# Slamball Playoffs



## jimmy (Aug 20, 2002)

*Slam Ball Playoffs*

The playoffs for Slamball start next week.
Top seed- Rumble- they got the best stopper in the league
2nd seed- Bouncers- their coach is the Bobby Knight of Slamball
3rd seed- Diablos- the creator is on their team
4th seed- Steal- Stan Fletcher and Goldman make up the best duo in the league

Who are you picking to win?


----------



## raptors32 (May 19, 2002)

I like the bouncers, there guys play with alot of aggression. Fun to watch when its more intense.


----------



## jimmy (Aug 20, 2002)

My favorite team is the Steal, so I'm picking them. They have the best gunner in the game, Stan Fletcher.

They've beaten the Rumble before, and they will do it again.


----------



## riddler (Aug 25, 2002)

i cant believe the mob didnt make it!!! o well, im going for the rumble, just cuz.


----------



## jimmy (Aug 20, 2002)

*Slamball playoffs start with a bang*

Both games came down to the last play in the exciting first round of the Slamball playoffs. The Diablos advanced to the finals by beating the Bouncers after a key defensive stop in the final seconds. The second game which featured the top ranked Rumble and 4th seeded Steal also came down to the final play where a Rumble gunner made a half court shot to clinch a berth in the finals.
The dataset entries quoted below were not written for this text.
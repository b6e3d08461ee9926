//! CPU colorspace kernels (BT.601 limited range and the identity matrix).
//!
//! These back the emulated device's conversion launches and decoded-image
//! readback. All buffers are addressed through explicit strides; planar
//! destinations stack their planes `plane_rows` rows apart.

use crate::driver::SurfaceLayout;
use crate::error::{CodecError, Result};
use crate::types::PixelFormat;

/// A packed RGB source.
#[derive(Debug, Clone, Copy)]
pub struct PackedRgb<'a> {
    pub data: &'a [u8],
    pub stride: usize,
    pub format: PixelFormat,
    pub width: u32,
    pub height: u32,
}

/// A planar destination.
#[derive(Debug)]
pub struct PlanarTarget<'a> {
    pub data: &'a mut [u8],
    pub pitch: usize,
    pub format: PixelFormat,
    pub width: u32,
    pub height: u32,
    pub plane_rows: u32,
}

#[inline]
fn clamp_u8(v: i32) -> u8 {
    v.clamp(0, 255) as u8
}

#[inline]
pub fn rgb_to_y(r: i32, g: i32, b: i32) -> u8 {
    clamp_u8(((66 * r + 129 * g + 25 * b + 128) >> 8) + 16)
}

#[inline]
pub fn rgb_to_u(r: i32, g: i32, b: i32) -> u8 {
    clamp_u8(((-38 * r - 74 * g + 112 * b + 128) >> 8) + 128)
}

#[inline]
pub fn rgb_to_v(r: i32, g: i32, b: i32) -> u8 {
    clamp_u8(((112 * r - 94 * g - 18 * b + 128) >> 8) + 128)
}

/// BT.601 limited range back to RGB.
#[inline]
pub fn yuv_to_rgb(y: u8, u: u8, v: u8) -> [u8; 3] {
    let c = i32::from(y) - 16;
    let d = i32::from(u) - 128;
    let e = i32::from(v) - 128;
    [
        clamp_u8((298 * c + 409 * e + 128) >> 8),
        clamp_u8((298 * c - 100 * d - 208 * e + 128) >> 8),
        clamp_u8((298 * c + 516 * d + 128) >> 8),
    ]
}

/// Box-filter the source down to `width`x`height` RGB triplets.
fn resample(src: &PackedRgb<'_>, width: u32, height: u32) -> Result<Vec<[u8; 3]>> {
    let [bo, go, ro] = src
        .format
        .bgr_offsets()
        .ok_or_else(|| CodecError::unsupported_format(format!("{} is not packed RGB", src.format)))?;
    let (sw, sh) = (src.width as usize, src.height as usize);
    let (dw, dh) = (width as usize, height as usize);
    if dw == 0 || dh == 0 || dw > sw || dh > sh {
        return Err(CodecError::InvalidDimensions { width, height });
    }
    let needed = src.stride * (sh - 1) + sw * 4;
    if src.stride < sw * 4 || src.data.len() < needed {
        return Err(CodecError::invalid_image(format!(
            "{} bytes with stride {} cannot hold {}x{}",
            src.data.len(),
            src.stride,
            sw,
            sh
        )));
    }

    let span = |d: usize, dn: usize, sn: usize| {
        let start = d * sn / dn;
        let end = ((d + 1) * sn / dn).max(start + 1);
        start..end
    };

    let mut out = Vec::with_capacity(dw * dh);
    for dy in 0..dh {
        let rows = span(dy, dh, sh);
        for dx in 0..dw {
            let cols = span(dx, dw, sw);
            let (mut r, mut g, mut b, mut n) = (0u32, 0u32, 0u32, 0u32);
            for sy in rows.clone() {
                let row = &src.data[sy * src.stride..];
                for sx in cols.clone() {
                    let px = &row[sx * 4..sx * 4 + 4];
                    r += u32::from(px[ro]);
                    g += u32::from(px[go]);
                    b += u32::from(px[bo]);
                    n += 1;
                }
            }
            out.push([
                ((r + n / 2) / n) as u8,
                ((g + n / 2) / n) as u8,
                ((b + n / 2) / n) as u8,
            ]);
        }
    }
    Ok(out)
}

/// Convert (and downscale) packed RGB into a planar surface.
pub fn convert_to_planar(src: &PackedRgb<'_>, dst: &mut PlanarTarget<'_>) -> Result<()> {
    let (w, h) = (dst.width as usize, dst.height as usize);
    let pitch = dst.pitch;
    let plane = pitch * dst.plane_rows as usize;
    if pitch < w || (dst.plane_rows as usize) < h {
        return Err(CodecError::protocol(
            "colorspace conversion",
            format!("pitch {pitch} / plane rows {} too small for {w}x{h}", dst.plane_rows),
        ));
    }
    let planes = dst.format.plane_count();
    if dst.data.len() < plane * planes.saturating_sub(1) + pitch * h {
        return Err(CodecError::protocol("colorspace conversion", "destination too small"));
    }

    let rgb = resample(src, dst.width, dst.height)?;
    let at = |x: usize, y: usize| rgb[y * w + x];

    match dst.format {
        PixelFormat::Gbrp => {
            for y in 0..h {
                for x in 0..w {
                    let [r, g, b] = at(x, y);
                    let i = y * pitch + x;
                    dst.data[i] = g;
                    dst.data[plane + i] = b;
                    dst.data[2 * plane + i] = r;
                }
            }
        }
        PixelFormat::Yuv444p => {
            for y in 0..h {
                for x in 0..w {
                    let [r, g, b] = at(x, y).map(i32::from);
                    let i = y * pitch + x;
                    dst.data[i] = rgb_to_y(r, g, b);
                    dst.data[plane + i] = rgb_to_u(r, g, b);
                    dst.data[2 * plane + i] = rgb_to_v(r, g, b);
                }
            }
        }
        PixelFormat::Nv12 => {
            for y in 0..h {
                for x in 0..w {
                    let [r, g, b] = at(x, y).map(i32::from);
                    dst.data[y * pitch + x] = rgb_to_y(r, g, b);
                }
            }
            // Chroma subsampled 2x2
            for y in (0..h).step_by(2) {
                for x in (0..w).step_by(2) {
                    let (mut r, mut g, mut b) = (0i32, 0i32, 0i32);
                    for dy in 0..2 {
                        for dx in 0..2 {
                            let [pr, pg, pb] = at((x + dx).min(w - 1), (y + dy).min(h - 1));
                            r += i32::from(pr);
                            g += i32::from(pg);
                            b += i32::from(pb);
                        }
                    }
                    let (r, g, b) = (r / 4, g / 4, b / 4);
                    let i = plane + (y / 2) * pitch + (x / 2) * 2;
                    dst.data[i] = rgb_to_u(r, g, b);
                    if i + 1 < dst.data.len() {
                        dst.data[i + 1] = rgb_to_v(r, g, b);
                    }
                }
            }
        }
        other => {
            return Err(CodecError::unsupported_format(format!(
                "cannot convert into {other}"
            )))
        }
    }
    Ok(())
}

/// Convert a planar surface back to packed BGRX.
pub fn planar_to_bgrx(src: &[u8], layout: &SurfaceLayout, dst: &mut [u8], dst_stride: usize) -> Result<()> {
    let (w, h) = (layout.width as usize, layout.height as usize);
    if dst_stride < w * 4 || dst.len() < dst_stride * h.saturating_sub(1) + w * 4 {
        return Err(CodecError::invalid_image("BGRX destination too small"));
    }
    if src.len() < layout.byte_len() {
        return Err(CodecError::invalid_image("surface smaller than its layout"));
    }
    let sample = |plane: usize, x: usize, y: usize| src[layout.offsets[plane] + y * layout.strides[plane] + x];

    for y in 0..h {
        for x in 0..w {
            let [r, g, b] = match layout.format {
                PixelFormat::Gbrp => [sample(2, x, y), sample(0, x, y), sample(1, x, y)],
                PixelFormat::Yuv444p => yuv_to_rgb(sample(0, x, y), sample(1, x, y), sample(2, x, y)),
                PixelFormat::Nv12 => {
                    let cx = (x / 2) * 2;
                    yuv_to_rgb(sample(0, x, y), sample(1, cx, y / 2), sample(1, cx + 1, y / 2))
                }
                other => {
                    return Err(CodecError::unsupported_format(format!(
                        "cannot read back {other}"
                    )))
                }
            };
            let o = y * dst_stride + x * 4;
            dst[o..o + 4].copy_from_slice(&[b, g, r, 255]);
        }
    }
    Ok(())
}

#[cfg(test)]
mod tests {
    use super::*;

    fn gradient(w: usize, h: usize, stride: usize) -> Vec<u8> {
        let mut data = vec![0u8; stride * h];
        for y in 0..h {
            for x in 0..w {
                let o = y * stride + x * 4;
                data[o] = (x * 7 + y) as u8;
                data[o + 1] = (y * 5 + 3) as u8;
                data[o + 2] = (x * 11 + y * 13) as u8;
                data[o + 3] = 0;
            }
        }
        data
    }

    fn convert(src: &[u8], stride: usize, w: u32, h: u32, format: PixelFormat, pitch: usize) -> Vec<u8> {
        let mut out = vec![0u8; pitch * h as usize * 3];
        let mut dst = PlanarTarget { data: &mut out, pitch, format, width: w, height: h, plane_rows: h };
        let src = PackedRgb { data: src, stride, format: PixelFormat::Bgrx, width: w, height: h };
        convert_to_planar(&src, &mut dst).unwrap();
        out
    }

    #[test]
    fn test_red_to_y() {
        // Y for pure red is around 82 in BT.601
        let y = rgb_to_y(255, 0, 0);
        assert!(y > 60 && y < 100);
        assert_eq!(rgb_to_y(0, 0, 0), 16);
        assert_eq!(rgb_to_y(255, 255, 255), 235);
    }

    #[test]
    fn test_gbrp_round_trip_is_exact() {
        let (w, h, stride, pitch) = (13usize, 7usize, 13 * 4 + 12, 32usize);
        let src = gradient(w, h, stride);
        let planes = convert(&src, stride, w as u32, h as u32, PixelFormat::Gbrp, pitch);
        let layout = SurfaceLayout::planar(PixelFormat::Gbrp, w as u32, h as u32, pitch);
        let mut back = vec![0u8; w * 4 * h];
        planar_to_bgrx(&planes, &layout, &mut back, w * 4).unwrap();
        for y in 0..h {
            for x in 0..w {
                let s = &src[y * stride + x * 4..y * stride + x * 4 + 3];
                let d = &back[(y * w + x) * 4..(y * w + x) * 4 + 3];
                assert_eq!(s, d, "pixel {x},{y}");
            }
        }
    }

    #[test]
    fn test_yuv444_round_trip_is_close() {
        let (w, h) = (8usize, 8usize);
        let src = gradient(w, h, w * 4);
        let planes = convert(&src, w * 4, w as u32, h as u32, PixelFormat::Yuv444p, w);
        let layout = SurfaceLayout::planar(PixelFormat::Yuv444p, w as u32, h as u32, w);
        let mut back = vec![0u8; w * 4 * h];
        planar_to_bgrx(&planes, &layout, &mut back, w * 4).unwrap();
        for (s, d) in src.chunks(4).zip(back.chunks(4)) {
            for c in 0..3 {
                assert!((i32::from(s[c]) - i32::from(d[c])).abs() <= 4);
            }
        }
    }

    #[test]
    fn test_nv12_flat_grey() {
        let (w, h) = (4usize, 4usize);
        let src = vec![128u8; w * h * 4];
        let planes = convert(&src, w * 4, w as u32, h as u32, PixelFormat::Nv12, w);
        assert!(planes[..w * h].iter().all(|&y| y == rgb_to_y(128, 128, 128)));
        assert_eq!(planes[w * h], 128);
        assert_eq!(planes[w * h + 1], 128);
    }

    #[test]
    fn test_downscale_averages() {
        // 4x2 -> 2x1: each output pixel averages a 2x2 block
        let mut src = vec![0u8; 4 * 4 * 2];
        for (i, px) in src.chunks_mut(4).enumerate() {
            px[1] = if i % 2 == 0 { 100 } else { 200 };
        }
        let mut out = vec![0u8; 2 * 3];
        let mut dst = PlanarTarget { data: &mut out, pitch: 2, format: PixelFormat::Gbrp, width: 2, height: 1, plane_rows: 1 };
        let src = PackedRgb { data: &src, stride: 16, format: PixelFormat::Bgrx, width: 4, height: 2 };
        convert_to_planar(&src, &mut dst).unwrap();
        assert_eq!(&out[..2], &[150, 150]);
    }

    #[test]
    fn test_short_source_rejected() {
        let src = vec![0u8; 10];
        let mut out = vec![0u8; 64];
        let mut dst = PlanarTarget { data: &mut out, pitch: 4, format: PixelFormat::Gbrp, width: 4, height: 4, plane_rows: 4 };
        let src = PackedRgb { data: &src, stride: 16, format: PixelFormat::Bgrx, width: 4, height: 4 };
        assert!(convert_to_planar(&src, &mut dst).is_err());
    }
}
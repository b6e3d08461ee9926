//! Accelerator info - lists devices, codec capabilities and probe results
//!
//! Usage: accel-info [OPTIONS]
//!
//! Options:
//!   --config <file>      Load config JSON instead of the standard locations
//!   --emulated <n>       Use <n> emulated devices instead of the hardware driver
//!   --no-probe           Skip the encode probe
//!   --json               Print the probe report as JSON
//!
//! Examples:
//!   accel-info                       # hardware driver, falls back to one emulated device
//!   accel-info --emulated 2 --json

use std::env;
use std::path::PathBuf;
use std::sync::Arc;

use accelcodec::driver::emulated::{EmulatedDevice, EmulatedDriver};
use accelcodec::driver::{self, Driver};
use accelcodec::{AccelConfig, Codec, DeviceRegistry};
use anyhow::{Context, Result};
use serde_json::json;

struct Args {
    config: Option<PathBuf>,
    emulated: Option<u32>,
    probe: bool,
    json: bool,
}

fn parse_args() -> Option<Args> {
    let args: Vec<String> = env::args().collect();
    let mut config = None;
    let mut emulated = None;
    let mut probe = true;
    let mut json = false;
    let mut i = 1;

    while i < args.len() {
        let arg = &args[i];

        if arg == "--config" {
            if i + 1 < args.len() {
                config = Some(PathBuf::from(&args[i + 1]));
                i += 2;
                continue;
            } else {
                eprintln!("Error: --config requires a file argument");
                return None;
            }
        }

        if arg == "--emulated" {
            match args.get(i + 1).and_then(|n| n.parse::<u32>().ok()) {
                Some(n) => {
                    emulated = Some(n);
                    i += 2;
                    continue;
                }
                None => {
                    eprintln!("Error: --emulated requires a device count");
                    return None;
                }
            }
        }

        if arg == "--no-probe" {
            probe = false;
            i += 1;
            continue;
        }

        if arg == "--json" {
            json = true;
            i += 1;
            continue;
        }

        if arg == "--help" || arg == "-h" {
            return None;
        }

        eprintln!("Error: unknown argument {}", arg);
        return None;
    }

    Some(Args {
        config,
        emulated,
        probe,
        json,
    })
}

fn print_usage() {
    println!("Usage: accel-info [OPTIONS]");
    println!();
    println!("Options:");
    println!("  --config <file>      Load config JSON instead of the standard locations");
    println!("  --emulated <n>       Use <n> emulated devices instead of the hardware driver");
    println!("  --no-probe           Skip the encode probe");
    println!("  --json               Print the probe report as JSON");
}

fn emulated(count: u32) -> Arc<dyn Driver> {
    let devices = (0..count.max(1))
        .map(|i| EmulatedDevice::new(format!("Emulated GPU {}", i)).pci_bus_id(format!("0000:{:02x}:00.0", i + 1)))
        .collect();
    Arc::new(EmulatedDriver::new(devices))
}

fn main() -> Result<()> {
    tracing_subscriber::fmt()
        .with_env_filter(
            tracing_subscriber::EnvFilter::from_default_env()
                .add_directive("accelcodec=debug".parse()?)
                .add_directive("info".parse()?),
        )
        .init();

    let Some(args) = parse_args() else {
        print_usage();
        return Ok(());
    };

    let config = match &args.config {
        Some(path) => AccelConfig::read_file(path)?
            .with_context(|| format!("config file {} not found", path.display()))?,
        None => AccelConfig::load()?,
    };

    let driver = match args.emulated {
        Some(count) => emulated(count),
        None => driver::hardware_driver().unwrap_or_else(|| {
            tracing::warn!("no hardware driver, using one emulated device");
            emulated(1)
        }),
    };

    let (major, minor) = driver.api_version().map_err(|s| anyhow::anyhow!("api version: {}", s))?;
    let (req_major, req_minor) = driver.required_api_version();
    println!("Driver: {} (API {}.{}, requires {}.{})", driver.name(), major, minor, req_major, req_minor);

    let registry = Arc::new(DeviceRegistry::new(driver, config));
    let devices = registry.enumerate().context("enumerating devices")?;
    println!("Devices: {}", devices.len());
    for device in devices {
        let props = &device.properties;
        let memory = registry.driver().memory_info(props.ordinal).ok();
        println!(
            "  [{}] {} - compute {}.{}, {} MB{}",
            props.ordinal,
            props,
            props.compute_capability.0,
            props.compute_capability.1,
            props.total_memory >> 20,
            memory.map(|m| format!(" ({}% free)", m.free_percent())).unwrap_or_default()
        );
        for codec in Codec::ALL {
            match registry.codec_caps(props.ordinal, codec)? {
                Some(caps) => println!(
                    "      {:<5} {}x{}..{}x{} layouts {:?} lossless {} presets {}",
                    codec.name(),
                    caps.min_width,
                    caps.min_height,
                    caps.max_width,
                    caps.max_height,
                    caps.layouts,
                    caps.lossless,
                    caps.presets.iter().map(|p| p.name()).collect::<Vec<_>>().join(",")
                ),
                None => println!("      {:<5} not supported", codec.name()),
            }
        }
    }

    if !args.probe {
        return Ok(());
    }
    let report = accelcodec::init_module(&registry).context("module probe")?;
    if args.json {
        let out = json!({
            "api_version": [report.api_version.0, report.api_version.1],
            "devices": report.devices,
            "codec": report.codec.map(|c| c.name()),
            "yuv444": report.flags.yuv444,
            "lossless": report.flags.lossless,
        });
        println!("{}", serde_json::to_string_pretty(&out)?);
    } else {
        println!(
            "Probe: codec {}, YUV444 {}, lossless {}",
            report.codec.map(|c| c.name()).unwrap_or("none"),
            report.flags.yuv444,
            report.flags.lossless
        );
    }
    Ok(())
}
Slamball will not bomb like the XFL. The XFL was too much like watching bad players play a regular game of football. Unlike Slamball, the XFL had minor rule changes and didn't really create a new sport. It was not very interesting to watch. Slamball on the other hand is a new sport. A combination of hockey and basketball, Slamball is fast and exciting. It's not as good as the NBA or any regular basketball game, but it is a fun substitute for the lack of basketball in the summer.


----------



## JGKoblenz (Jul 19, 2002)

*What is Slamball?*

I am brazilian so I don't know nothing about this...
I only know what is written here! Can anyone help me to understand it?


----------



## jimmy (Aug 20, 2002)

You probably don't get to see it over there, but it is a new sport that combines American football, hockey, and basketball into one. But the big thing that makes Slamball extra unique are the 4 trampolines located under the basketball hoop. It's basicly basketball with trampolines. It's really fun and exciting to watch.


----------



## R-Star (Jun 13, 2002)

I dont even care who wins the playoffs now. The only good team is the Mob. When they start selling jerseys, Im going to be the first with a LaMonica Garret jersey. Im just glad they dont put his first name on it too, otherwise it would ruin it


----------



## JGKoblenz (Jul 19, 2002)

A mixture of american football, hockey, basketball and with 4 trampolines!!!
It's hard to picture it out.  Thanks anyway. :grinning:


----------